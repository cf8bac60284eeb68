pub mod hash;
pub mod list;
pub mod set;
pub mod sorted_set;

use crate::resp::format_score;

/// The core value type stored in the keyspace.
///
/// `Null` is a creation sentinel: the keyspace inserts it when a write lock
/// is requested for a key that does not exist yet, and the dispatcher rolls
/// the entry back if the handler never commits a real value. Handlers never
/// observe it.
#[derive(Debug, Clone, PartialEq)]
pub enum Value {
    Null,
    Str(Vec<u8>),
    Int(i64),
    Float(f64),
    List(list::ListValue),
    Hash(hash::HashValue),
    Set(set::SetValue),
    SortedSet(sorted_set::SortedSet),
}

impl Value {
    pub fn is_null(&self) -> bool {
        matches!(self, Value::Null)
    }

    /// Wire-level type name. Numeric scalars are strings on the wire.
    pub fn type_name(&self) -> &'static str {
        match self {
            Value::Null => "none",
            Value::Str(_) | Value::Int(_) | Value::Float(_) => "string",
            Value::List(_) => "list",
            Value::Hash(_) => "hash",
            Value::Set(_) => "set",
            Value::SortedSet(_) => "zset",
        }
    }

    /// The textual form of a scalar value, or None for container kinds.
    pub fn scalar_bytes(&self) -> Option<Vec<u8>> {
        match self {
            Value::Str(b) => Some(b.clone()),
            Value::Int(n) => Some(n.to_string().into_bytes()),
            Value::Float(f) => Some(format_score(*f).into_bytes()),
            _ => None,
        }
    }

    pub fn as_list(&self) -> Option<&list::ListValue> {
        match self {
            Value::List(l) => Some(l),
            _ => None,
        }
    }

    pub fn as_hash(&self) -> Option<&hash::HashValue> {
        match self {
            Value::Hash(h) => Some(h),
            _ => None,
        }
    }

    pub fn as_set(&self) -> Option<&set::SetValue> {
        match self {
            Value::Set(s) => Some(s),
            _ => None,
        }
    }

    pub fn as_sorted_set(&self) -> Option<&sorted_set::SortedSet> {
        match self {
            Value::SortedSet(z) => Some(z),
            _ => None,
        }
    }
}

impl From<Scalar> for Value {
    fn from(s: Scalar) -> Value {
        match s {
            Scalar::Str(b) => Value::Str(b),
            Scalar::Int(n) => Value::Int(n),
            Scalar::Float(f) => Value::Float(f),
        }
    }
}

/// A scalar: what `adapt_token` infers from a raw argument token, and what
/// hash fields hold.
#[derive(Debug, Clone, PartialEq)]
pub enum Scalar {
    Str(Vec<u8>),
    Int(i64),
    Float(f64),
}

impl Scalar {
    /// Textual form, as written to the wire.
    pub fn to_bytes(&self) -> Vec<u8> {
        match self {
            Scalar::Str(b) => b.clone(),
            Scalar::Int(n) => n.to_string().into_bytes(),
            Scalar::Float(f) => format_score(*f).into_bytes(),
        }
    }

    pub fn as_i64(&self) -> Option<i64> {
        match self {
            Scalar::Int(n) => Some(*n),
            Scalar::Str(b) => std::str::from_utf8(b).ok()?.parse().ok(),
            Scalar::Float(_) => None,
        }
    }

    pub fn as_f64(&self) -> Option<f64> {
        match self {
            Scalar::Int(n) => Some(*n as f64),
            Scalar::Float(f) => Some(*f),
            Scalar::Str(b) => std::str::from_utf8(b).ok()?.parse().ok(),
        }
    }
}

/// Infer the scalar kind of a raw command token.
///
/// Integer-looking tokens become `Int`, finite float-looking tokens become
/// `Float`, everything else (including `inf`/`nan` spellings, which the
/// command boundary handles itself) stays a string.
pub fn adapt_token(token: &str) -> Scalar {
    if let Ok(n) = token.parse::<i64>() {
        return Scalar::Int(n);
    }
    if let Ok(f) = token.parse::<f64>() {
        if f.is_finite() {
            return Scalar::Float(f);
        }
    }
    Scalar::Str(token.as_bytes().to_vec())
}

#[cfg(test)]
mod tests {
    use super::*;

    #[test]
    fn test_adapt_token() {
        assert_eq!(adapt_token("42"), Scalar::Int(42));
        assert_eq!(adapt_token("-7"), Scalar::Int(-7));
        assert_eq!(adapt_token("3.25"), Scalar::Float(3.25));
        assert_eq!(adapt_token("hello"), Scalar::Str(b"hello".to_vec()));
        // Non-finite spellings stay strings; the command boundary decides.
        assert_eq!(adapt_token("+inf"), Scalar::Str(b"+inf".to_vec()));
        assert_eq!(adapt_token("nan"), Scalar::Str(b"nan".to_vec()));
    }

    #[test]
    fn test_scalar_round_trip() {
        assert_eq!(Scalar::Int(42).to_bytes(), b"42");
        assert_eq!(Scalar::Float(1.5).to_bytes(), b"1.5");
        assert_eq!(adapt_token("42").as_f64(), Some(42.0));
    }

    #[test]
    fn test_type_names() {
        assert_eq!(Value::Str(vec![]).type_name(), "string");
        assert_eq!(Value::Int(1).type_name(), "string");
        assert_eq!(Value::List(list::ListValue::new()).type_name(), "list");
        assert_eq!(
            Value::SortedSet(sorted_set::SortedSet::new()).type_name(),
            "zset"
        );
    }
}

____

■ **YOUR TASK**:
Write the listing out again, exactly as it reads.

■ **SOLUTION BELOW**:
repository cf8bac60284eeb68
pub mod hash;
pub mod list;
pub mod set;
pub mod sorted_set;

use crate::resp::format_score;

/// The core value type stored in the keyspace.
///
/// `Null` is a creation sentinel: the keyspace inserts it when a write lock
/// is requested for a key that does not exist yet, and the dispatcher rolls
/// the entry back if the handler never commits a real value. Handlers never
/// observe it.
#[derive(Debug, Clone, PartialEq)]
pub enum Value {
    Null,
    Str(Vec<u8>),
    Int(i64),
    Float(f64),
    List(list::ListValue),
    Hash(hash::HashValue),
    Set(set::SetValue),
    SortedSet(sorted_set::SortedSet),
}

impl Value {
    pub fn is_null(&self) -> bool {
        matches!(self, Value::Null)
    }

    /// Wire-level type name. Numeric scalars are strings on the wire.
    pub fn type_name(&self) -> &'static str {
        match self {
            Value::Null => "none",
            Value::Str(_) | Value::Int(_) | Value::Float(_) => "string",
            Value::List(_) => "list",
            Value::Hash(_) => "hash",
            Value::Set(_) => "set",
            Value::SortedSet(_) => "zset",
        }
    }

    /// The textual form of a scalar value, or None for container kinds.
    pub fn scalar_bytes(&self) -> Option<Vec<u8>> {
        match self {
            Value::Str(b) => Some(b.clone()),
            Value::Int(n) => Some(n.to_string().into_bytes()),
            Value::Float(f) => Some(format_score(*f).into_bytes()),
            _ => None,
        }
    }

    pub fn as_list(&self) -> Option<&list::ListValue> {
        match self {
            Value::List(l) => Some(l),
            _ => None,
        }
    }

    pub fn as_hash(&self) -> Option<&hash::HashValue> {
        match self {
            Value::Hash(h) => Some(h),
            _ => None,
        }
    }

    pub fn as_set(&self) -> Option<&set::SetValue> {
        match self {
            Value::Set(s) => Some(s),
            _ => None,
        }
    }

    pub fn as_sorted_set(&self) -> Option<&sorted_set::SortedSet> {
        match self {
            Value::SortedSet(z) => Some(z),
            _ => None,
        }
    }
}

impl From<Scalar> for Value {
    fn from(s: Scalar) -> Value {
        match s {
            Scalar::Str(b) => Value::Str(b),
            Scalar::Int(n) => Value::Int(n),
            Scalar::Float(f) => Value::Float(f),
        }
    }
}

/// A scalar: what `adapt_token` infers from a raw argument token, and what
/// hash fields hold.
#[derive(Debug, Clone, PartialEq)]
pub enum Scalar {
    Str(Vec<u8>),
    Int(i64),
    Float(f64),
}

impl Scalar {
    /// Textual form, as written to the wire.
    pub fn to_bytes(&self) -> Vec<u8> {
        match self {
            Scalar::Str(b) => b.clone(),
            Scalar::Int(n) => n.to_string().into_bytes(),
            Scalar::Float(f) => format_score(*f).into_bytes(),
        }
    }

    pub fn as_i64(&self) -> Option<i64> {
        match self {
            Scalar::Int(n) => Some(*n),
            Scalar::Str(b) => std::str::from_utf8(b).ok()?.parse().ok(),
            Scalar::Float(_) => None,
        }
    }

    pub fn as_f64(&self) -> Option<f64> {
        match self {
            Scalar::Int(n) => Some(*n as f64),
            Scalar::Float(f) => Some(*f),
            Scalar::Str(b) => std::str::from_utf8(b).ok()?.parse().ok(),
        }
    }
}

/// Infer the scalar kind of a raw command token.
///
/// Integer-looking tokens become `Int`, finite float-looking tokens become
/// `Float`, everything else (including `inf`/`nan` spellings, which the
/// command boundary handles itself) stays a string.
pub fn adapt_token(token: &str) -> Scalar {
    if let Ok(n) = token.parse::<i64>() {
        return Scalar::Int(n);
    }
    if let Ok(f) = token.parse::<f64>() {
        if f.is_finite() {
            return Scalar::Float(f);
        }
    }
    Scalar::Str(token.as_bytes().to_vec())
}

#[cfg(test)]
mod tests {
    use super::*;

    #[test]
    fn test_adapt_token() {
        assert_eq!(adapt_token("42"), Scalar::Int(42));
        assert_eq!(adapt_token("-7"), Scalar::Int(-7));
        assert_eq!(adapt_token("3.25"), Scalar::Float(3.25));
        assert_eq!(adapt_token("hello"), Scalar::Str(b"hello".to_vec()));
        // Non-finite spellings stay strings; the command boundary decides.
        assert_eq!(adapt_token("+inf"), Scalar::Str(b"+inf".to_vec()));
        assert_eq!(adapt_token("nan"), Scalar::Str(b"nan".to_vec()));
    }

    #[test]
    fn test_scalar_round_trip() {
        assert_eq!(Scalar::Int(42).to_bytes(), b"42");
        assert_eq!(Scalar::Float(1.5).to_bytes(), b"1.5");
        assert_eq!(adapt_token("42").as_f64(), Some(42.0));
    }

    #[test]
    fn test_type_names() {
        assert_eq!(Value::Str(vec![]).type_name(), "string");
        assert_eq!(Value::Int(1).type_name(), "string");
        assert_eq!(Value::List(list::ListValue::new()).type_name(), "list");
        assert_eq!(
            Value::SortedSet(sorted_set::SortedSet::new()).type_name(),
            "zset"
        );
    }
}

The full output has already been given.